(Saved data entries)
-=-=-
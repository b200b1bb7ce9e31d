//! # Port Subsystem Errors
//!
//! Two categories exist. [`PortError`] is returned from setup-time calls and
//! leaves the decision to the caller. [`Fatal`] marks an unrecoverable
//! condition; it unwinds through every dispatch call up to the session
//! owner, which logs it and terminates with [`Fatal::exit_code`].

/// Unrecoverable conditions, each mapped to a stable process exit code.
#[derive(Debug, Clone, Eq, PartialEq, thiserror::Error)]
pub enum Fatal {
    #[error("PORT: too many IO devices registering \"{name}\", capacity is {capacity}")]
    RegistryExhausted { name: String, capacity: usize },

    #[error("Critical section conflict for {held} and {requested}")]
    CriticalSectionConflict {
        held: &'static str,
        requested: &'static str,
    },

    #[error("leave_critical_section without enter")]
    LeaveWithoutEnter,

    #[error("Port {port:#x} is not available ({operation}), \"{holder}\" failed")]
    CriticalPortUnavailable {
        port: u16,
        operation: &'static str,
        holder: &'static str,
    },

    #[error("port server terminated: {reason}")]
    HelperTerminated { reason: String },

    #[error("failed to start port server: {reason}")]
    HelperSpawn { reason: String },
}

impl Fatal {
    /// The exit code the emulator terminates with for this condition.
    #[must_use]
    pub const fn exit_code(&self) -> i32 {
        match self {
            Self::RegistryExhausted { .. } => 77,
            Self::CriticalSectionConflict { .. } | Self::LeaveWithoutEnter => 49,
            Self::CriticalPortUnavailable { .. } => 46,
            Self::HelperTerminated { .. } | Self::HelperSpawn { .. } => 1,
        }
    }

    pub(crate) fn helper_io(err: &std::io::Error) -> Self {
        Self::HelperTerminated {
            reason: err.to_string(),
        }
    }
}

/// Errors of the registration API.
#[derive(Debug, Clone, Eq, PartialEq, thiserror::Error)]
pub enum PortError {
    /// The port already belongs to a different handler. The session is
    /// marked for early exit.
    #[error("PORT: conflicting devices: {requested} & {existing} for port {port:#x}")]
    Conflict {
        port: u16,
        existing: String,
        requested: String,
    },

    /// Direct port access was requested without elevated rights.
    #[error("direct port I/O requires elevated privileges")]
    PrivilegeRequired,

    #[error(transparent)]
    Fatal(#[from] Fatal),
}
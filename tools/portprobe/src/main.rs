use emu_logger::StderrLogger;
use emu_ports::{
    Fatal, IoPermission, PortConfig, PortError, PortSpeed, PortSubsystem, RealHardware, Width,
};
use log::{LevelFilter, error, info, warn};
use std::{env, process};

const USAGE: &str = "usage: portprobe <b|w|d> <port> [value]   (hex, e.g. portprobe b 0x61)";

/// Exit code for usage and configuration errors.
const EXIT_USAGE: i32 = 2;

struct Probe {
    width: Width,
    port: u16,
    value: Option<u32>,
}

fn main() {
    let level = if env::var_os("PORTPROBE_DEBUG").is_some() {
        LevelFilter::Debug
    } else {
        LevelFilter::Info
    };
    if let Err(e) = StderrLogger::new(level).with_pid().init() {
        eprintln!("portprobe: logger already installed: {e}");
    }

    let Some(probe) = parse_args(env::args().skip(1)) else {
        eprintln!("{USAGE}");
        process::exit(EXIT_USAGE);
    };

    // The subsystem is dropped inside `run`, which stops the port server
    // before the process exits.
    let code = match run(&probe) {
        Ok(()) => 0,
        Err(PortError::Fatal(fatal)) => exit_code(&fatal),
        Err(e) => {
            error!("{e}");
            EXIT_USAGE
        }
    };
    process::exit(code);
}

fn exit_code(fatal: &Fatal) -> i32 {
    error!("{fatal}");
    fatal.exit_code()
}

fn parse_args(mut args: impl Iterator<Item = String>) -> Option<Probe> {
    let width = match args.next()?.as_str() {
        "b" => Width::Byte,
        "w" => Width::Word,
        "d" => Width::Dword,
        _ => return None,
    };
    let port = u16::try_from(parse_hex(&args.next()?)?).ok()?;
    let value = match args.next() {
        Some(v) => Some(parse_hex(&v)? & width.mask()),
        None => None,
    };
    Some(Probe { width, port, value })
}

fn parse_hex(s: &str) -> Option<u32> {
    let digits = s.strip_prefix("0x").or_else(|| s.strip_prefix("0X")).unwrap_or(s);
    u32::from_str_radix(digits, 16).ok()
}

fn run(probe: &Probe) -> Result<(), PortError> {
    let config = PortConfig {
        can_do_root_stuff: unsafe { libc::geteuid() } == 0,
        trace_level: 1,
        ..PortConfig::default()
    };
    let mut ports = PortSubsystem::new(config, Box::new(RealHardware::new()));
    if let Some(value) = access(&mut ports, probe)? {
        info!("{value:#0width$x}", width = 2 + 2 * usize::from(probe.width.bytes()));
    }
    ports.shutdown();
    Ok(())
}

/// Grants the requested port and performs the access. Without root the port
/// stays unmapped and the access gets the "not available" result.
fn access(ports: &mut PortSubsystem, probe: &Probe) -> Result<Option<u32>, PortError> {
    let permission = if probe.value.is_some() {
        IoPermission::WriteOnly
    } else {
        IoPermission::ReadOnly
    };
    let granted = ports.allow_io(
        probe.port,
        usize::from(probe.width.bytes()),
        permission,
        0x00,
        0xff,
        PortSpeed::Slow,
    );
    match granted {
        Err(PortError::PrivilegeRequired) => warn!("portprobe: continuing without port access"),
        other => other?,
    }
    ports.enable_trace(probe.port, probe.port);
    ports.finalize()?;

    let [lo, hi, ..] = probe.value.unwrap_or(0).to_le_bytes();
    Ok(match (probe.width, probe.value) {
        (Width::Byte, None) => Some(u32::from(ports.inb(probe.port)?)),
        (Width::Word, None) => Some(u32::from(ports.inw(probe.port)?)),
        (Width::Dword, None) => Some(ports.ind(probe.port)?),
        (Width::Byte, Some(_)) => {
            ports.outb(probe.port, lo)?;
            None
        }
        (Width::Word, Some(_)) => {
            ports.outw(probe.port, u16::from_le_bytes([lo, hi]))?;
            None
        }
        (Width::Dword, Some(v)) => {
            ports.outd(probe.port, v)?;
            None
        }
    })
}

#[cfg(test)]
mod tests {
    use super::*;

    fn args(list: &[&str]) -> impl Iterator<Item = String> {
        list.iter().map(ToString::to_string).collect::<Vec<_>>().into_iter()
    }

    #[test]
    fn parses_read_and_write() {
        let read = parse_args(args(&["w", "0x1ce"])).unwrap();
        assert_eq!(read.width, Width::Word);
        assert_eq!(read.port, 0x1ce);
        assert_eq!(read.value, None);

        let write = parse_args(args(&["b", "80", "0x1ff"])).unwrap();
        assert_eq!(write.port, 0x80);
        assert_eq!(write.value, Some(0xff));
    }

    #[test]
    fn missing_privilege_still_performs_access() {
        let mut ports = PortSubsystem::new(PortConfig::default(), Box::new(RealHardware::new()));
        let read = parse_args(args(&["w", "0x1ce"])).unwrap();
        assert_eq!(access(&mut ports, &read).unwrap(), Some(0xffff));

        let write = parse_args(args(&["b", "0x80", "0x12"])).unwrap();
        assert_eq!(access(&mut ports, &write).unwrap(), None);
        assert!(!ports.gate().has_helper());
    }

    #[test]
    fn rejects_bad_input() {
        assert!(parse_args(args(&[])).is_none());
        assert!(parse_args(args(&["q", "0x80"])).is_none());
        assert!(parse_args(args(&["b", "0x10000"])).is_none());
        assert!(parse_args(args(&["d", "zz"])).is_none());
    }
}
-=-=-
● **Exercise description**
For each line of the data that includes the word "IoPermission", return a copy of it.

● **Solution to the problem**
    Fatal, IoPermission, PortConfig, PortError, PortSpeed, PortSubsystem, RealHardware, Width,
        IoPermission::WriteOnly
        IoPermission::ReadOnly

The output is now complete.